• **Activity**:
Using the data that follows, return exactly the lines from the one that contains "single named variable" through the one that contains "pub fn display_text(&self)", ends included.

──────────────────────────────

//! Named value holders attached to a stack frame
//!
//! - [`Variable`]: a labelled box holding one [`Value`], optionally an image
//! - [`ArrayVar`]: a fixed-length row of cells with an index underneath
//! - [`Record`]: a bordered group of attribute variables stacked vertically
//!
//! These types only hold data. Pushing their text onto the visual surface is
//! done by [`StackFrame`](super::frame::StackFrame), which owns them.

use super::value::Value;
use crate::error::{Result, TraceError};

/// Default width of a variable box
pub const DEFAULT_VAR_WIDTH: f64 = 8.0;

/// Default height of a variable box
pub const DEFAULT_VAR_HEIGHT: f64 = 1.0;

/// Horizontal gap between variables laid out along the bottom of a frame
pub const VAR_SEP: f64 = 2.0;

/// Distance between the bottom of a frame and its variable row
pub const BOTTOM_MARGIN: f64 = 2.0;

/// What a variable box displays
#[derive(Debug, Clone, PartialEq)]
pub enum VariableKind {
    Scalar,
    /// Image reference drawn at `scale` of the box width
    Image { source: Option<String>, scale: f64 },
}

/// A single named variable
#[derive(Debug, Clone, PartialEq)]
pub struct Variable {
    name: String,
    value: Value,
    width: f64,
    height: f64,
    quote: bool,
    kind: VariableKind,
}

impl Variable {
    pub fn new(name: impl Into<String>) -> Self {
        Variable::with_size(name, DEFAULT_VAR_WIDTH, DEFAULT_VAR_HEIGHT)
    }

    pub fn with_size(name: impl Into<String>, width: f64, height: f64) -> Self {
        Variable {
            name: name.into(),
            value: Value::Undefined,
            width,
            height,
            quote: false,
            kind: VariableKind::Scalar,
        }
    }

    /// Create an image variable; `scale` defaults to 0.75 in the demos
    pub fn image(name: impl Into<String>, width: f64, height: f64, scale: f64) -> Self {
        Variable {
            kind: VariableKind::Image {
                source: None,
                scale,
            },
            ..Variable::with_size(name, width, height)
        }
    }

    pub fn name(&self) -> &str {
        &self.name
    }

    pub fn get(&self) -> &Value {
        &self.value
    }

    pub fn set(&mut self, value: Value) {
        self.value = value;
    }

    pub fn width(&self) -> f64 {
        self.width
    }

    pub fn height(&self) -> f64 {
        self.height
    }

    pub fn kind(&self) -> &VariableKind {
        &self.kind
    }

    pub fn quote_flag(&self) -> bool {
        self.quote
    }

    /// Show string values in quotes
    pub fn set_quote_flag(&mut self, flag: bool) {
        self.quote = flag;
    }

    /// Point an image variable at a new source; fails on scalar variables
    pub fn set_image(&mut self, image: Option<String>) -> Result<()> {
        match &mut self.kind {
            VariableKind::Image { source, .. } => {
                *source = image;
                Ok(())
            }
            VariableKind::Scalar => Err(TraceError::KindMismatch {
                name: self.name.clone(),
                expected: "an image variable",
            }),
        }
    }

    /// Text shown in the variable's box
    pub fn display_text(&self) -> String {
        match &self.kind {
            VariableKind::Scalar => self.value.display_text(self.quote),
            VariableKind::Image { source: None, .. } => String::new(),
            VariableKind::Image {
                source: Some(src),
                scale,
            } => format!("[{} @{:.0}%]", src, scale * 100.0),
        }
    }
}

/// A fixed-length array variable
#[derive(Debug, Clone, PartialEq)]
pub struct ArrayVar {
    name: String,
    values: Vec<Value>,
    quote: bool,
}

impl ArrayVar {
    /// Create an array of `len` undefined cells
    pub fn new(name: impl Into<String>, len: usize) -> Self {
        ArrayVar {
            name: name.into(),
            values: vec![Value::Undefined; len],
            quote: false,
        }
    }

    pub fn name(&self) -> &str {
        &self.name
    }

    pub fn len(&self) -> usize {
        self.values.len()
    }

    pub fn is_empty(&self) -> bool {
        self.values.is_empty()
    }

    pub fn values(&self) -> &[Value] {
        &self.values
    }

    pub fn set_quote_flag(&mut self, flag: bool) {
        self.quote = flag;
    }

    pub fn get(&self, index: usize) -> Result<&Value> {
        self.values.get(index).ok_or_else(|| self.out_of_bounds(index))
    }

    pub fn set(&mut self, index: usize, value: Value) -> Result<()> {
        let len = self.values.len();
        match self.values.get_mut(index) {
            Some(slot) => {
                *slot = value;
                Ok(())
            }
            None => Err(TraceError::IndexOutOfBounds {
                name: self.name.clone(),
                index,
                len,
            }),
        }
    }

    /// Display text of every cell, in index order
    pub fn cell_texts(&self) -> Vec<String> {
        self.values
            .iter()
            .map(|v| v.display_text(self.quote))
            .collect()
    }

    fn out_of_bounds(&self, index: usize) -> TraceError {
        TraceError::IndexOutOfBounds {
            name: self.name.clone(),
            index,
            len: self.values.len(),
        }
    }
}

/// Vertical spacing between record attributes
pub const RECORD_DELTA_Y: f64 = 2.0;

/// Gap above the first record attribute
pub const RECORD_TOP_MARGIN: f64 = 1.0;

/// A record drawn as a box of attribute variables
#[derive(Debug, Clone, PartialEq)]
pub struct Record {
    name: String,
    width: f64,
    height: f64,
    attributes: Vec<(Variable, f64, f64)>, // variable with its offset inside the record
    next_y: f64,
}

impl Record {
    pub fn new(name: impl Into<String>, width: f64, height: f64) -> Self {
        Record {
            name: name.into(),
            width,
            height,
            attributes: Vec::new(),
            next_y: RECORD_TOP_MARGIN,
        }
    }

    pub fn name(&self) -> &str {
        &self.name
    }

    pub fn width(&self) -> f64 {
        self.width
    }

    pub fn height(&self) -> f64 {
        self.height
    }

    /// Append an attribute, centred horizontally below the previous one
    pub fn add_attribute(&mut self, variable: Variable) -> Result<()> {
        if self.attribute(variable.name()).is_some() {
            return Err(TraceError::DuplicateName {
                name: variable.name().to_string(),
                function: self.name.clone(),
            });
        }
        let x = (self.width - variable.width()) / 2.0;
        let y = self.next_y;
        self.next_y += variable.height() + RECORD_DELTA_Y;
        self.attributes.push((variable, x, y));
        Ok(())
    }

    pub fn attribute(&self, name: &str) -> Option<&Variable> {
        self.attributes
            .iter()
            .map(|(v, _, _)| v)
            .find(|v| v.name() == name)
    }

    pub fn attribute_mut(&mut self, name: &str) -> Option<&mut Variable> {
        self.attributes
            .iter_mut()
            .map(|(v, _, _)| v)
            .find(|v| v.name() == name)
    }

    /// Attributes with their offsets inside the record
    pub fn attributes(&self) -> impl Iterator<Item = (&Variable, f64, f64)> {
        self.attributes.iter().map(|(v, x, y)| (v, *x, *y))
    }
}

#[cfg(test)]
mod tests {
    use super::*;

    #[test]
    fn test_array_bounds() {
        let mut array = ArrayVar::new("a", 3);
        array.set(2, Value::Int(9)).unwrap();
        assert_eq!(array.get(2).unwrap(), &Value::Int(9));
        assert_eq!(
            array.set(3, Value::Int(1)),
            Err(TraceError::IndexOutOfBounds {
                name: "a".to_string(),
                index: 3,
                len: 3
            })
        );
        assert_eq!(array.cell_texts(), vec!["", "", "9"]);
    }

    #[test]
    fn test_record_stacks_attributes() {
        let mut record = Record::new("p", 20.0, 8.0);
        record.add_attribute(Variable::new("x")).unwrap();
        record.add_attribute(Variable::new("y")).unwrap();

        let offsets: Vec<(f64, f64)> = record.attributes().map(|(_, x, y)| (x, y)).collect();
        assert_eq!(offsets, vec![(6.0, 1.0), (6.0, 4.0)]);
        assert!(record.add_attribute(Variable::new("x")).is_err());
    }

    #[test]
    fn test_image_variable_text() {
        let mut scalar = Variable::new("s");
        assert!(scalar.set_image(Some("cat.png".to_string())).is_err());

        let mut image = Variable::image("pic", 10.0, 4.0, 0.75);
        assert_eq!(image.display_text(), "");
        image.set_image(Some("cat.png".to_string())).unwrap();
        assert_eq!(image.display_text(), "[cat.png @75%]");
    }
}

──────────────────────────────

• **Solution to the problem**:
/// A single named variable
#[derive(Debug, Clone, PartialEq)]
pub struct Variable {
    name: String,
    value: Value,
    width: f64,
    height: f64,
    quote: bool,
    kind: VariableKind,
}

impl Variable {
    pub fn new(name: impl Into<String>) -> Self {
        Variable::with_size(name, DEFAULT_VAR_WIDTH, DEFAULT_VAR_HEIGHT)
    }

    pub fn with_size(name: impl Into<String>, width: f64, height: f64) -> Self {
        Variable {
            name: name.into(),
            value: Value::Undefined,
            width,
            height,
            quote: false,
            kind: VariableKind::Scalar,
        }
    }

    /// Create an image variable; `scale` defaults to 0.75 in the demos
    pub fn image(name: impl Into<String>, width: f64, height: f64, scale: f64) -> Self {
        Variable {
            kind: VariableKind::Image {
                source: None,
                scale,
            },
            ..Variable::with_size(name, width, height)
        }
    }

    pub fn name(&self) -> &str {
        &self.name
    }

    pub fn get(&self) -> &Value {
        &self.value
    }

    pub fn set(&mut self, value: Value) {
        self.value = value;
    }

    pub fn width(&self) -> f64 {
        self.width
    }

    pub fn height(&self) -> f64 {
        self.height
    }

    pub fn kind(&self) -> &VariableKind {
        &self.kind
    }

    pub fn quote_flag(&self) -> bool {
        self.quote
    }

    /// Show string values in quotes
    pub fn set_quote_flag(&mut self, flag: bool) {
        self.quote = flag;
    }

    /// Point an image variable at a new source; fails on scalar variables
    pub fn set_image(&mut self, image: Option<String>) -> Result<()> {
        match &mut self.kind {
            VariableKind::Image { source, .. } => {
                *source = image;
                Ok(())
            }
            VariableKind::Scalar => Err(TraceError::KindMismatch {
                name: self.name.clone(),
                expected: "an image variable",
            }),
        }
    }

    /// Text shown in the variable's box
    pub fn display_text(&self) -> String {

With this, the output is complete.